Ecouter aussi le débat organisé par Télérama "Le Crif est-il représentatif des juifs de France ?"
Le Crif, vrai lobby
et faux pouvoir
Par Esther BENBASSA
directeur d'études à l’Ecole pratique
des hautes études (Sorbonne)
Paru dans Libération 17/02/2010 à 00h00
<http://www.liberation.fr/societe/0101619772-le-crif-vrai-lobby-et-faux-pouvoir>
Clermont-Tonnerre déclarait, le 24 décembre 1789,
à la tribune de la Constituante, qu’«il
faut refuser
tout aux juifs comme nation dans le sens de corps constitué
et
accorder tout aux juifs comme individus…»
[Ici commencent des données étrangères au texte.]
#[cfg(test)]
mod tests {
    use super::*;

    use approx::assert_relative_eq;
    use uom::si::{
        length::kilometer, pressure::kilopascal, thermodynamic_temperature::degree_celsius,
    };

    use crate::DEFAULT_TOLERANCE;

    #[test]
    fn sea_level_values_are_exact() {
        let atm = Atmosphere::standard();
        assert_eq!(atm.pressure(0.0), STANDARD_PRESSURE);
        assert_eq!(atm.density(0.0), STANDARD_DENSITY);
        assert_eq!(atm.temperature(0.0), STANDARD_TEMPERATURE);
    }

    #[test]
    fn set_sea_level_anchors_the_profile() {
        let mut atm = Atmosphere::standard();
        let sea_level = SeaLevel::new(99_000.0, 300.0).unwrap();
        atm.set_sea_level(sea_level);

        assert_eq!(atm.pressure(0.0), 99_000.0);
        assert_eq!(atm.temperature(0.0), 300.0);
        assert_eq!(atm.density(0.0), sea_level.density());
        assert_relative_eq!(
            atm.density(0.0),
            1.225 * (99_000.0 / 101_300.0) * (288.16 / 300.0)
        );
    }

    #[test]
    fn reset_restores_standard_day() {
        let mut atm = Atmosphere::from(SeaLevel::with_temperature(273.0).unwrap());
        assert!(atm.density(0.0) > STANDARD_DENSITY);

        atm.reset();
        assert_eq!(atm, Atmosphere::standard());
    }

    #[test]
    fn profiles_decrease_with_altitude() {
        let atm = Atmosphere::standard();
        let mut previous = (atm.pressure(-4000.0), atm.density(-4000.0));
        for step in 1..=300 {
            let h = -4000.0 + f64::from(step) * 100.0;
            let current = (atm.pressure(h), atm.density(h));
            assert!(current.0 < previous.0, "pressure not decreasing at {h}");
            assert!(current.1 < previous.1, "density not decreasing at {h}");
            previous = current;
        }
    }

    #[test]
    fn temperature_falls_through_the_troposphere_and_holds_above_ceiling() {
        let atm = Atmosphere::standard();
        let mut previous = atm.temperature(-4000.0);
        for step in 1..=190 {
            let h = -4000.0 + f64::from(step) * 100.0;
            let current = atm.temperature(h);
            assert!(current < previous, "temperature not decreasing at {h}");
            previous = current;
        }

        // The fit flattens into the tropopause between 15 km and the ceiling.
        for step in 0..=33 {
            let h = 15_000.0 + f64::from(step) * 100.0;
            let t = atm.temperature(h);
            assert!((206.0..=219.0).contains(&t), "{t} K at {h}");
        }

        let at_ceiling = atm.temperature(POLYNOMIAL_CEILING);
        assert_relative_eq!(at_ceiling, 216.67, epsilon = 0.01);
        for h in [18_301.0, 20_000.0, 30_000.0, 60_000.0] {
            assert_eq!(atm.temperature(h), at_ceiling);
        }
    }

    #[test]
    fn pressure_decays_above_ceiling() {
        let atm = Atmosphere::standard();
        let at_ceiling = atm.pressure(POLYNOMIAL_CEILING);
        assert_relative_eq!(atm.pressure(2.0 * POLYNOMIAL_CEILING), at_ceiling / 2.0);
        assert_relative_eq!(
            atm.temperature(25_000.0),
            atm.temperature(POLYNOMIAL_CEILING)
        );
    }

    #[test]
    fn standard_values_near_isa() {
        let atm = Atmosphere::standard();
        // ISA: 54.0 kPa and 255.7 K at 5 km.
        assert_relative_eq!(atm.pressure(5000.0), 54_000.0, max_relative = 0.01);
        assert_relative_eq!(atm.temperature(5000.0), 255.7, max_relative = 0.01);
        assert_relative_eq!(atm.sonic_speed(0.0), 341.2, epsilon = 0.1);
    }

    #[test]
    fn altitude_round_trips_inside_fit() {
        let atm = Atmosphere::standard();
        for h in [250.0, 1000.0, 3000.0, 5700.0, 8000.0, 11_000.0] {
            let p = atm.pressure(h);
            let found = atm.altitude_from_pressure(p, DEFAULT_TOLERANCE, 0.0);
            assert_relative_eq!(found, h, epsilon = 1e-3);
        }
    }

    #[test]
    fn altitude_round_trips_near_ceiling_from_nearby_start() {
        let atm = Atmosphere::standard();
        let p = atm.pressure(17_000.0);
        let found = atm.altitude_from_pressure(p, DEFAULT_TOLERANCE, 16_000.0);
        assert_relative_eq!(found, 17_000.0, epsilon = 1e-3);
    }

    #[test]
    fn low_pressure_uses_ceiling_extrapolation() {
        let atm = Atmosphere::standard();
        let h = 30_000.0;
        let found = atm.altitude_from_pressure(atm.pressure(h), DEFAULT_TOLERANCE, 0.0);
        assert_relative_eq!(found, h, max_relative = 1e-9);

        let huge = atm.altitude_from_pressure(0.0, DEFAULT_TOLERANCE, 0.0);
        assert!(huge > 1.0e9);
    }

    #[test]
    fn invalid_tolerance_falls_back_to_start() {
        let atm = Atmosphere::standard();
        assert_eq!(atm.altitude_from_pressure(80_000.0, 0.0, 123.0), 123.0);
        assert!(matches!(
            atm.try_altitude_from_pressure(80_000.0, -1.0, 0.0),
            Err(AtmosphereError::InvalidTolerance(_))
        ));
    }

    #[test]
    fn ram_raises_equivalent_altitude_pressure() {
        let atm = Atmosphere::standard();
        assert_eq!(atm.ram_altitude(3000.0, 0.0, 1.0), 3000.0);

        let rammed = atm.ram_altitude(3000.0, 600.0, 1.0);
        assert!(rammed < 3000.0);
        assert_eq!(rammed, rammed.round());

        let total = atm.pressure(3000.0) + atm.ram_pressure(3000.0, 600.0, 1.0);
        assert_relative_eq!(atm.pressure(rammed), total, max_relative = 1e-3);
    }

    #[test]
    fn ias_equals_tas_at_standard_sea_level() {
        let atm = Atmosphere::standard();
        assert_relative_eq!(atm.tas_from_ias(400.0, 0.0), 400.0);
        assert!(atm.tas_from_ias(400.0, 6000.0) > 400.0);
    }

    #[test]
    fn viscosity_scales_with_temperature() {
        let atm = Atmosphere::standard();
        assert_relative_eq!(atm.viscosity(0.0), STANDARD_VISCOSITY);
        assert!(atm.viscosity(8000.0) < atm.viscosity(0.0));
        assert_relative_eq!(
            atm.kinematic_viscosity(0.0),
            STANDARD_VISCOSITY / STANDARD_DENSITY
        );
    }

    #[test]
    fn typed_accessors_agree_with_raw_values() {
        let atm = Atmosphere::standard();
        let h = Length::new::<kilometer>(4.0);

        assert_relative_eq!(atm.pressure_at(h).get::<pascal>(), atm.pressure(4000.0));
        assert_relative_eq!(atm.temperature_at(h).get::<kelvin>(), atm.temperature(4000.0));
        assert_relative_eq!(
            atm.altitude_at(atm.pressure_at(h)).get::<meter>(),
            4000.0,
            epsilon = 1e-3
        );
    }

    #[test]
    fn sea_level_from_quantities() {
        let sea_level = SeaLevel::from_quantities(
            Pressure::new::<kilopascal>(101.3),
            ThermodynamicTemperature::new::<degree_celsius>(20.0),
        )
        .unwrap();
        assert_relative_eq!(sea_level.pressure(), 101_300.0, epsilon = 1e-9);
        assert_relative_eq!(sea_level.temperature(), 293.15, epsilon = 1e-9);

        assert!(SeaLevel::new(f64::NAN, 288.0).is_err());
        assert!(matches!(
            SeaLevel::new(101_300.0, 0.0),
            Err(AtmosphereError::InvalidTemperature(_))
        ));
    }
}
Catégorique, il rejetait alors tout
«communautarisme». Lorsqu’on se gargarise
aujourd’hui en haut lieu ou dans les médias de
communautarisme, on ne pense guère qu’aux
Arabo-musulmans.
Loin de toute langue de bois, disons clairement que ce mot est devenu
synonyme de «musulmans». C’est vers eux
que, du voile
à la burqa en passant par l’identité
nationale,
tous les regards sont tournés, dans un pays pourtant
laïque
comme la France. Objet de cristallisation, comme les juifs
l’ont
été dans le passé, la
nationalité
française de nombre d’entre eux passe au second
plan
après leur religion.
En revanche, lorsque le Conseil représentatif des
institutions
juives de France (Crif) organise son dîner annuel et
qu’il
lance des fatwas contre les uns et les autres, quand les politiciens de
tout bord, y compris le Président et le Premier ministre, y
accourent, personne n’ose parler de communautarisme.
François Fillon est allé
jusqu’à
dénoncer ledit communautarisme lors de ce même
dîner, au prétexte qu’il
«refuse
l’égalité et la
fraternité». Il
faisait bien sûr référence au
communautarisme
musulman. Et pourtant, tous les ingrédients sont
réunis
pour parler aussi de communautarisme juif. Cette année,
comme
l’an passé, les mesures d’ostracisme ont
visé
le PCF et les Verts, au motif de leur campagne de boycott des produits
israéliens. Comble de l’horreur, certaines
municipalités communistes auraient fait citoyen
d’honneur
Marwan Barghouti, l’un des responsables du Fatah, en
geôle
à vie en Israël.
On en vient à se demander si le Crif n’est pas
plutôt le porte-parole d’Israël en France,
comme une
seconde ambassade de ce pays. Il y a un siècle, ce qui
aurait
passé pour de la double allégeance
s’appelle
aujourd’hui soutien à Israël. Parce que
les juifs de
France collent, paraît-il, à la ligne politique
d’Israël, qu’elle soit de gauche ou de
droite, leurs
institutions, dont le Crif, ne feraient que suivre le mouvement. Les
voilà tous légitimistes. Après la
victoire
d’un Nétanyahou et de ses alliés en
Israël, on
ne s’étonnera donc pas de la forte droitisation du
Crif,
concrétisée entre autres par
l’entrée dans
son comité directeur de personnalités aux
opinions
radicales.
Mais qui représente véritablement le Crif et
combien
sont-ils en son sein ? On ne le saura jamais. Ce qui compte,
c’est qu’il est perçu comme un lobby
(mot
horripilant en France) par les politiciens. Et
considéré
comme tel, il l’est bien, un lobby, en fait. Ceux qui
s’agglutinent à son dîner croient
vraiment
qu’il joue un rôle important dans la machine
électorale. On y vient à la pêche aux
voix juives,
et pour être adoubé par des juifs dont
l’influence
serait déterminante, en raison de la place qu’ils
occupent, ou sont censés occuper, dans la
société
française. De cet appui ne
bénéficieront bien
sûr que ceux qui soutiennent le plus Israël et qui
donnent
des gages clairs dans le combat contre
l’antisémitisme. Un
combat certes indispensable, mais qui mériterait de
n’être pas instrumentalisé pour faire
accepter toute
politique israélienne, y compris la plus blâmable.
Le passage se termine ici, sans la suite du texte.